Editor’s note: Fresenius Medical Care chief medical officer Frank Maddux, MD, recently authored a paper entitled, “Doing more than caring about quality” (Seminars in Dialysis March/April 2016). In an interview with NN&I, we ask him about points made in the paper and how he believes dialysis patient care can improve.

This article is part of NN&I’s 22nd annual dialysis provider rankingFresenius Medical Care North America is the largest provider in the United States.

NN&I: You mention “individualized patient care is forthcoming…” Is that possible for a company that provides dialysis treatment for over 180,000 patients?

Frank Maddux, MD: There are ways to use technologies to work toward a more personalized prescription. I think we would still have standardized approaches to the treatment, but we would have opportunities to address the individual’s needs at chairside and adjust the prescription. It is a combination of technology and process, and we can individualize care even in large organizations.

NN&I: In the opening paragraphs of the Seminars article, you say “Advancing the care of patients with severe renal failure has been both a success and a failure” and we need a “roadmap to guide a fundamentally evolved approach.” What can the provider community do better?

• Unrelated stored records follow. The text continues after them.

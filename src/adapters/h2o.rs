use super::transport::Transport;
use anyhow::{Context, Result};
use async_trait::async_trait;
use log::{debug, error, info};
use reqwest::header::{HeaderMap, HeaderValue, CONTENT_TYPE};
use reqwest::{Client, Response, Url};
use serde_json::Value;
use tokio::time::Duration;

pub const DEFAULT_BASE_URL: &str = "http://localhost:54321/3/{endpoint}";
const ENDPOINT_PLACEHOLDER: &str = "{endpoint}";

/// Rewrites the port of a base URL template, keeping the `{endpoint}` placeholder.
pub fn base_url_with_port(base_url: &str, port: u16) -> Result<String> {
    // Url would percent-encode the braces, so swap the placeholder out first.
    const MARKER: &str = "h2o-runner-endpoint";
    let mut url = Url::parse(&base_url.replace(ENDPOINT_PLACEHOLDER, MARKER))
        .with_context(|| format!("Invalid base URL: {}", base_url))?;
    url.set_port(Some(port))
        .map_err(|_| anyhow::anyhow!("Base URL '{}' cannot carry a port", base_url))?;
    Ok(url.to_string().replace(MARKER, ENDPOINT_PLACEHOLDER))
}

pub struct H2OServer {
    base_url: String,
    client: Client,
}

impl H2OServer {
    /// `base_url` must contain an `{endpoint}` placeholder.
    pub fn new(base_url: impl Into<String>) -> Result<Self> {
        let base_url = base_url.into();
        if !base_url.contains(ENDPOINT_PLACEHOLDER) {
            anyhow::bail!("Base URL '{}' has no {} placeholder", base_url, ENDPOINT_PLACEHOLDER);
        }
        Url::parse(&base_url.replace(ENDPOINT_PLACEHOLDER, ""))
            .with_context(|| format!("Invalid base URL: {}", base_url))?;
        Ok(Self { base_url, client: Client::new() })
    }

    pub fn with_timeout(mut self, timeout: Duration) -> Result<Self> {
        self.client = Client::builder()
            .timeout(timeout)
            .build()
            .context("Failed to build HTTP client")?;
        Ok(self)
    }

    pub fn endpoint_url(&self, endpoint: &str) -> String {
        self.base_url.replace(ENDPOINT_PLACEHOLDER, endpoint)
    }

    /// Resolves `path` against the server origin when it is server-relative,
    /// otherwise treats it as a logical endpoint name.
    pub fn resolve(&self, path: &str) -> Result<String> {
        if !path.starts_with('/') {
            return Ok(self.endpoint_url(path));
        }
        let base = Url::parse(&self.endpoint_url(""))
            .with_context(|| format!("Invalid base URL: {}", self.base_url))?;
        let url = base
            .join(path)
            .with_context(|| format!("Failed to resolve path: {}", path))?;
        Ok(url.to_string())
    }

    fn generate_headers(&self) -> HeaderMap {
        let mut headers = HeaderMap::new();
        headers.insert(
            CONTENT_TYPE,
            HeaderValue::from_static("application/x-www-form-urlencoded"),
        );
        headers
    }

    async fn read_json(url: &str, response: Response) -> Result<Value> {
        let status = response.status();
        if status.is_success() {
            let response_value = response
                .json::<Value>()
                .await
                .with_context(|| format!("Failed to parse response from {} as JSON", url))?;
            debug!("Response from {}: {:?}", url, response_value);
            Ok(response_value)
        } else {
            let error_text = response
                .text()
                .await
                .with_context(|| format!("Failed to get error text from {}", url))?;
            error!("Request to {} failed with {}: {}", url, status, error_text);
            anyhow::bail!("Request to {} failed with {}: {}", url, status, error_text)
        }
    }
}

#[async_trait]
impl Transport for H2OServer {
    async fn post_form(&self, endpoint: &str, body: &str) -> Result<Value> {
        let url = self.endpoint_url(endpoint);
        info!("POST {}", url);
        debug!("Body: {}", body);
        let response = self
            .client
            .post(&url)
            .headers(self.generate_headers())
            .body(body.to_string())
            .send()
            .await
            .with_context(|| format!("Failed to send request to {}", url))?;
        Self::read_json(&url, response).await
    }

    async fn get(&self, path: &str) -> Result<Value> {
        let url = self.resolve(path)?;
        debug!("GET {}", url);
        let response = self
            .client
            .get(&url)
            .send()
            .await
            .with_context(|| format!("Failed to send request to {}", url))?;
        Self::read_json(&url, response).await
    }
}

#[cfg(test)]
mod tests {
    use super::*;

    #[test]
    fn builds_endpoint_urls() {
        let server = H2OServer::new(DEFAULT_BASE_URL).unwrap();
        assert_eq!(server.endpoint_url("ImportFiles"), "http://localhost:54321/3/ImportFiles");
        assert_eq!(
            server.resolve("Predictions/models/gbm/frames/validate").unwrap(),
            "http://localhost:54321/3/Predictions/models/gbm/frames/validate"
        );
    }

    #[test]
    fn resolves_job_paths_against_origin() {
        let server = H2OServer::new("http://10.0.0.5:54321/3/{endpoint}").unwrap();
        assert_eq!(
            server.resolve("/3/Jobs/$03017f00000132d4ffffffff$_a1").unwrap(),
            "http://10.0.0.5:54321/3/Jobs/$03017f00000132d4ffffffff$_a1"
        );
    }

    #[test]
    fn rejects_base_url_without_placeholder() {
        assert!(H2OServer::new("http://localhost:54321/3/").is_err());
        assert!(H2OServer::new("not a url {endpoint}").is_err());
    }

    #[test]
    fn port_rewrite_keeps_the_placeholder() {
        assert_eq!(
            base_url_with_port(DEFAULT_BASE_URL, 54322).unwrap(),
            "http://localhost:54322/3/{endpoint}"
        );
        assert_eq!(
            base_url_with_port("http://10.0.0.5/3/{endpoint}", 8080).unwrap(),
            "http://10.0.0.5:8080/3/{endpoint}"
        );
    }

    #[tokio::test]
    async fn unreachable_server_is_an_error() {
        let server = H2OServer::new("http://127.0.0.1:1/3/{endpoint}").unwrap();
        let err = server.post_form("ImportFiles", "path=/tmp/x.csv").await.unwrap_err();
        assert!(err.to_string().contains("Failed to send request"));
    }
}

Maddux: We have removed renal disease as a cause of death for thousands of individuals. But now, particularly with more interest in value-based care, there is an opportunity to expand beyond just the treatment. As a community, we need to be always pushing the boundaries to make a treatment better, safer. I never think that we are done. There is a lot of room for continued improvement.

NN&I: You wrote, “Such actions should target improvement in outcomes…such as reduced annualized mortality rates by 10%…hospitalization rates, and improve mental and physician patient reported health outcomes.” What is your view on how a patient’s mental health impacts outcomes?

Maddux: When you think of overall patient outcomes, they can be influenced by many things beyond just the physiology of the illness. That includes a patient’s mental state, their decision-making when they sit in front of you, how they participate in family issues and their communities. Mental and physical component scores are both important when making patient care decisions.

NN&I: Likewise, you wrote, “Changing the nature of our approach to one of continuous assistance, monitoring and support of patient decision making is where a fundamental shift must occur…” Do you think patients want more engagement at home with their caregivers (via telehealth, etc.)? Is patient-to-caregiver still the best opportunity?

Maddux: For most of our patients, it’s not about diagnosing the disease. It is about preventing the known crisis events from occurring. When you think about the fact that you only see them about 10% of their time, you want to engage them and activate them. Your question to them is, “What are you trying to accomplish with this chronic illness that you have––what are your goals––and what are you willing to do to meet those goals?” We want to help them prevent these non-crisis issues: avoid missed treatments, avoid overeating (leading to too much potassium), etc. We want to identify those things that drive good health decisions.

Regarding influence on patient care, I believe that, at the end of the day, the thing that makes the greatest impact on how a person deals with health issues is another person. It could be a member of a health care delivery team; it could be a friend or family member. And technology can play a role in it.

NN&I: There is an uneasiness of discussing palliative and supportive care. How do you come up with a happy medium that physicians can support?

Maddux: There isn’t a simple solution. It is important to sit down with your patients and recognize what they are after––what are their goals, what we are targeting for their treatment. Modality options can be tied to these patient goals.

Likewise, we need to recognize that we have a culturally diverse group of providers in nephrology, with many different backgrounds. We need to be sensitive to that and their beliefs. 

NN&I: Nephrology as a subspecialty is hurting for enthusiastic renal fellows. Tell us more about your vision of a cardio-renal nephrologist.

Maddux: We know the nephrology fellowships have struggled in the last few years. So many outcomes in nephrology are driven by cardiovascular disease. But we don’t really train nephrology fellows in chronic disease categories, like CVD. There is an opportunity to develop a new approach for the nephrologist that includes the cardio experience. It could really rebuild our specialty and create a renaissance in nephrology.